February 9, 2009
Via FedEx and Edgar
Mr. Larry Spirgel
Assistant Director
Mail Stop 0407
Division of Corporation Finance
Securities and Exchange Commission
450 Fifth Street, N.W.
Washington, D.C. 20549
| RE: | MDC Partners, Inc. |
| | Form 10-K for Fiscal Year Ended December 31, 2007 |
| | Filed March 10, 2008 |
| | |
| | Form 10-Q Fiscal Quarter Ended September 30, 2008 |
| | File No. 1-13718 |
Dear Mr. Spirgel:
Set forth below are the responses of MDC Partners Inc. (the “Company”) to the comments of the Staff of the Division of Corporation Finance, which were set forth in your letter dated January 30, 2009 (the “January 30th Letter”) regarding the Company’s above-referenced filings. The responses to the Staff’s comments are provided in the order in which the comments were set out in the January 30th Letter and are numbered correspondingly.
The Staff’s comments, indicated by bold, are followed by responses on behalf of the Company. Page references below are to the applicable Exchange Act filing, as the case may be.

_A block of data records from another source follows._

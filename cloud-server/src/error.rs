//! Error handling
//!
//! Every error leaves the service as the failure shape of the evaluate
//! response: `{"success": false, "error": {"code", "message"}}`.

use axum::{
    extract::rejection::JsonRejection,
    http::StatusCode,
    response::{IntoResponse, Response},
    Json,
};
use thiserror::Error;

use pitchguard_core::EvaluateResponse;

pub type AppResult<T> = Result<T, AppError>;

#[derive(Debug, Error)]
pub enum AppError {
    #[error("invalid api key")]
    InvalidApiKey,

    #[error("validation failed: {0}")]
    ValidationError(String),

    #[error("database error: {0}")]
    DatabaseError(String),

    #[error("internal error: {0}")]
    InternalError(String),
}

impl AppError {
    pub fn status(&self) -> StatusCode {
        match self {
            AppError::InvalidApiKey => StatusCode::UNAUTHORIZED,
            AppError::ValidationError(_) => StatusCode::BAD_REQUEST,
            AppError::DatabaseError(_) | AppError::InternalError(_) => StatusCode::INTERNAL_SERVER_ERROR,
        }
    }

    pub fn code(&self) -> &'static str {
        match self {
            AppError::InvalidApiKey => "invalid_api_key",
            AppError::ValidationError(_) => "validation_error",
            AppError::DatabaseError(_) => "database_error",
            AppError::InternalError(_) => "internal_error",
        }
    }
}

impl IntoResponse for AppError {
    fn into_response(self) -> Response {
        let message = match &self {
            AppError::InvalidApiKey => "API key is not valid for this site".to_string(),
            AppError::ValidationError(msg) => msg.clone(),
            AppError::DatabaseError(msg) => {
                tracing::error!("Database error: {}", msg);
                "Database error occurred".to_string()
            }
            AppError::InternalError(msg) => {
                tracing::error!("Internal error: {}", msg);
                "Internal server error".to_string()
            }
        };

        (self.status(), Json(EvaluateResponse::failure(self.code(), message))).into_response()
    }
}

impl From<sqlx::Error> for AppError {
    fn from(err: sqlx::Error) -> Self {
        AppError::DatabaseError(err.to_string())
    }
}

impl From<validator::ValidationErrors> for AppError {
    fn from(err: validator::ValidationErrors) -> Self {
        AppError::ValidationError(err.to_string())
    }
}

impl From<JsonRejection> for AppError {
    fn from(rejection: JsonRejection) -> Self {
        AppError::ValidationError(rejection.body_text())
    }
}
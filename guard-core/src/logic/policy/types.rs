//! Policy Types
//!
//! Data structures only.

use serde::{Deserialize, Serialize};

// ============================================================================
// DECISION
// ============================================================================

/// What to do with a submission, ordered from least to most severe
#[derive(Debug, Clone, Copy, PartialEq, Eq, Hash, Serialize, Deserialize)]
#[serde(rename_all = "lowercase")]
pub enum Decision {
    /// Let the submission through
    Allowed,
    /// Ask the user to confirm before sending
    Challenged,
    /// Keep the submission back for review
    Held,
    /// Refuse the submission
    Blocked,
}

impl Decision {
    pub fn as_str(&self) -> &'static str {
        match self {
            Decision::Allowed => "allowed",
            Decision::Challenged => "challenged",
            Decision::Held => "held",
            Decision::Blocked => "blocked",
        }
    }

    /// Parse a wire value; `None` for kinds this build does not know
    pub fn parse(raw: &str) -> Option<Self> {
        match raw.trim().to_ascii_lowercase().as_str() {
            "allowed" => Some(Decision::Allowed),
            "challenged" => Some(Decision::Challenged),
            "held" => Some(Decision::Held),
            "blocked" => Some(Decision::Blocked),
            _ => None,
        }
    }
}

impl std::fmt::Display for Decision {
    fn fmt(&self, f: &mut std::fmt::Formatter<'_>) -> std::fmt::Result {
        write!(f, "{}", self.as_str())
    }
}

// ============================================================================
// CHALLENGE
// ============================================================================

/// Only challenge kind the policy emits
pub const SELF_REPORT: &str = "self_report";

/// Confirmation question attached to a `challenged` decision
#[derive(Debug, Clone, PartialEq, Eq, Serialize, Deserialize)]
pub struct Challenge {
    #[serde(rename = "type")]
    pub kind: String,
    pub question: String,
}

impl Challenge {
    pub fn self_report(question: impl Into<String>) -> Self {
        Self {
            kind: SELF_REPORT.to_string(),
            question: question.into(),
        }
    }
}

// ============================================================================
// OUTCOME
// ============================================================================

/// Decision plus its user-facing text
#[derive(Debug, Clone, PartialEq, Serialize, Deserialize)]
pub struct DecisionOutcome {
    pub decision: Decision,
    pub message: String,
    pub challenge: Option<Challenge>,
}
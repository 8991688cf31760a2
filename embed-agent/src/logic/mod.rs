//! Logic Module - Interception & Discovery Engines
//!
//! - `host` - DOM abstraction the host binding implements
//! - `page` - style guard and single active presentation
//! - `hooks` - host callbacks
//! - `evaluator/` - remote evaluator trait and HTTP client
//! - `interceptor/` - per-form submit state machine
//! - `discovery/` - form registry and rescans

pub mod host;
pub mod page;
pub mod hooks;
pub mod context;
pub mod evaluator;
pub mod interceptor;
pub mod discovery;

#[cfg(test)]
pub(crate) mod harness;
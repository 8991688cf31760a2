//! Evaluator HTTP Client
//!
//! JSON POST to the cloud evaluator. Any non-2xx status, transport failure
//! or unparseable body is a `TransportError`; a well-formed body is returned
//! as is, including `success:false`.

use std::time::Duration;

use pitchguard_core::{EvaluateRequest, EvaluateResponse};

use crate::config::{ConfigError, EmbedConfig};
use crate::error::TransportError;
use super::RemoteEvaluator;

/// Evaluator client configuration
#[derive(Debug, Clone)]
pub struct EvaluatorConfig {
    pub evaluate_url: String,
    pub timeout: Duration,
}

impl From<&EmbedConfig> for EvaluatorConfig {
    fn from(config: &EmbedConfig) -> Self {
        Self {
            evaluate_url: config.evaluate_url(),
            timeout: Duration::from_millis(config.evaluate_timeout_ms),
        }
    }
}

/// Evaluator over HTTP
pub struct HttpEvaluator {
    config: EvaluatorConfig,
    http_client: reqwest::Client,
}

impl HttpEvaluator {
    pub fn new(config: EvaluatorConfig) -> Result<Self, ConfigError> {
        let http_client = reqwest::Client::builder()
            .timeout(config.timeout)
            .build()
            .map_err(|e| ConfigError::InvalidUrl(format!("{} ({})", config.evaluate_url, e)))?;

        Ok(Self { config, http_client })
    }

    pub fn evaluate_url(&self) -> &str {
        &self.config.evaluate_url
    }
}

#[async_trait::async_trait(?Send)]
impl RemoteEvaluator for HttpEvaluator {
    async fn evaluate(&self, request: &EvaluateRequest) -> Result<EvaluateResponse, TransportError> {
        let response = self.http_client
            .post(&self.config.evaluate_url)
            .json(request)
            .send()
            .await
            .map_err(|e| {
                if e.is_timeout() {
                    TransportError::Timeout(self.config.timeout)
                } else {
                    TransportError::Network(e.to_string())
                }
            })?;

        let status = response.status();
        if !status.is_success() {
            let error_text = response.text().await.unwrap_or_default();
            log::warn!("Evaluator returned {}: {}", status.as_u16(), error_text);
            return Err(TransportError::Status(status.as_u16()));
        }

        let body = response.text().await
            .map_err(|e| TransportError::Network(e.to_string()))?;
        parse_response(&body)
    }
}

/// Parse a 2xx body
pub fn parse_response(body: &str) -> Result<EvaluateResponse, TransportError> {
    serde_json::from_str(body).map_err(|e| TransportError::Parse(e.to_string()))
}

// ============================================================================
// TESTS
// ============================================================================
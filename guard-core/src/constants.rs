//! Built-in Lists & Defaults
//!
//! Single source of truth for the keyword and domain lists shipped with
//! PitchGuard. Sites may override the keyword lists, but the scoring rules
//! only credit matches that also appear in the built-in lists here.

/// Default sales keywords (matched as case-insensitive substrings)
pub const DEFAULT_SALES_KEYWORDS: &[&str] = &[
    "営業",
    "提案",
    "商談",
    "業務提携",
    "協業",
    "導入事例",
    "資料請求",
    "アポイント",
    "代理店",
    "sales",
    "partnership",
    "proposal",
    "lead generation",
    "outsourcing",
    "book a demo",
];

/// Default spam keywords
pub const DEFAULT_SPAM_KEYWORDS: &[&str] = &[
    "casino",
    "viagra",
    "lottery",
    "crypto",
    "bitcoin",
    "payday loan",
    "カジノ",
    "副業",
    "稼げる",
    "当選",
    "出会い",
];

/// Default banned keywords
pub const DEFAULT_BANNED_KEYWORDS: &[&str] = &[
    "今すぐ",
    "期間限定",
    "act now",
    "click here",
];

/// Meeting-booking services; a link to any of these is a sales signal
pub const SCHEDULING_DOMAINS: &[&str] = &[
    "calendly.com",
    "hubspot.com",
    "cal.com",
    "timerex.net",
    "jicoo.com",
    "spirinc.com",
    "youcanbook.me",
    "acuityscheduling.com",
    "savvycal.com",
    "tidycal.com",
    "zcal.co",
    "doodle.com",
];

/// Default sales threshold (challenge tier)
pub const DEFAULT_THRESHOLD_SALES: f64 = 0.7;

/// Default spam threshold (block tier)
pub const DEFAULT_THRESHOLD_SPAM: f64 = 0.85;

/// Width of the hold band below the sales threshold
pub const HOLD_BAND: f64 = 0.2;

/// Helper: own a static list
pub fn to_owned_list(list: &[&str]) -> Vec<String> {
    list.iter().map(|s| s.to_string()).collect()
}

/// Parse a comma separated list (env values), dropping blanks
pub fn parse_list(raw: &str) -> Vec<String> {
    raw.split(',')
        .map(|s| s.trim())
        .filter(|s| !s.is_empty())
        .map(|s| s.to_string())
        .collect()
}

#[cfg(test)]
mod tests {
    use super::*;

    #[test]
    fn test_parse_list_drops_blanks() {
        assert_eq!(parse_list(" a, ,b,, c "), vec!["a", "b", "c"]);
        assert!(parse_list("").is_empty());
    }

    #[test]
    fn test_default_sales_keywords_include_japanese_terms() {
        assert!(DEFAULT_SALES_KEYWORDS.contains(&"営業"));
        assert!(DEFAULT_SALES_KEYWORDS.contains(&"提案"));
    }
}
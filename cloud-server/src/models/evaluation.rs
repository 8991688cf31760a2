//! Evaluate request body as received by the handler

use serde::Deserialize;
use validator::{Validate, ValidationError};

use pitchguard_core::{BehavioralData, FormData, RequestMetadata};

#[derive(Debug, Clone, Deserialize, Validate)]
pub struct EvaluatePayload {
    #[validate(length(min = 1, message = "api_key is required"))]
    pub api_key: String,

    #[validate(custom(function = "validate_form_data"))]
    pub form_data: FormData,

    #[serde(default)]
    pub metadata: RequestMetadata,

    #[serde(default)]
    pub behavioral_data: BehavioralData,
}

fn validate_form_data(form_data: &FormData) -> Result<(), ValidationError> {
    if form_data.is_empty() {
        let mut err = ValidationError::new("empty");
        err.message = Some("form_data must contain at least one field".into());
        return Err(err);
    }
    Ok(())
}
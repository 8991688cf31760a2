//! Central Configuration Constants
//!
//! Single source of truth for agent defaults.
//! To change the default evaluator, only edit this file.

/// Default evaluator base URL
///
/// Fallback when neither the embed config nor the environment sets one.
/// For development: http://localhost:8080
pub const DEFAULT_API_BASE_URL: &str = "https://api.pitchguard.jp";

/// Default evaluation endpoint path
pub const DEFAULT_EVALUATE_PATH: &str = "/api/v1/evaluate";

/// Default form selector (all forms)
pub const DEFAULT_SELECTOR: &str = "form";

/// Default bound on one evaluator call (milliseconds)
pub const DEFAULT_EVALUATE_TIMEOUT_MS: u64 = 10_000;

/// Default lifetime of the discovery polling loop (milliseconds)
pub const DEFAULT_DISCOVERY_TIMEOUT_MS: u64 = 30_000;

/// One animation frame; mutation rescans are coalesced to this window
pub const FRAME_INTERVAL_MS: u64 = 16;

/// Agent version
pub const AGENT_VERSION: &str = env!("CARGO_PKG_VERSION");

// ============================================
// Helper functions to read from env with fallback
// ============================================

/// Evaluator base URL from environment or default
pub fn get_api_base_url() -> String {
    std::env::var("PITCHGUARD_API_BASE_URL")
        .unwrap_or_else(|_| DEFAULT_API_BASE_URL.to_string())
}

/// Evaluator timeout from environment or default
pub fn get_evaluate_timeout_ms() -> u64 {
    std::env::var("PITCHGUARD_EVALUATE_TIMEOUT_MS")
        .ok()
        .and_then(|s| s.parse().ok())
        .unwrap_or(DEFAULT_EVALUATE_TIMEOUT_MS)
}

Form 10-K for Fiscal Year Ended December 31, 2007
Management’s Discussion and Analysis of Financial Condition and Results of Operations, page 14
1. | We note from your response to prior comment 2 that you are in the process of completing your annual goodwill impairment test as of October 1, 2008. However, it appears to us that there may be other significant events and circumstances, such as declining stock prices and worsening economic conditions, that would have triggered the requirement for you to test goodwill impairment at a later date within the fourth quarter. Tell us what consideration you have given to performing a goodwill impairment test as of a subsequent date. |
Mr. David Doft
MDC Partners, Inc.
February 9, 2009
Page 2
The Company is still in the process of finalizing its testing for goodwill impairment. The Company has taken into account the current events and circumstances, in particular the worsening economic conditions, in its evaluation. Specifically, the Company has used revised current forecasts for its reporting units, applied market multiples published in January 2009, and utilized discount rates as of December 31, 2008. As part of the Company’s testing process, we reconcile the aggregate fair value of the reporting units used to test the carrying value of the Company’s investments to the market capitalization of the Company. In the “Management’s Discussion and Analysis of Financial Condition and Results of Operation” of its next Annual Report on Form 10-K, the Company will include a discussion of the goodwill assessment process, as well as the nature of the reconciliation of the aggregate fair value of the reporting units to the market capitalization as of the test date and as of year end.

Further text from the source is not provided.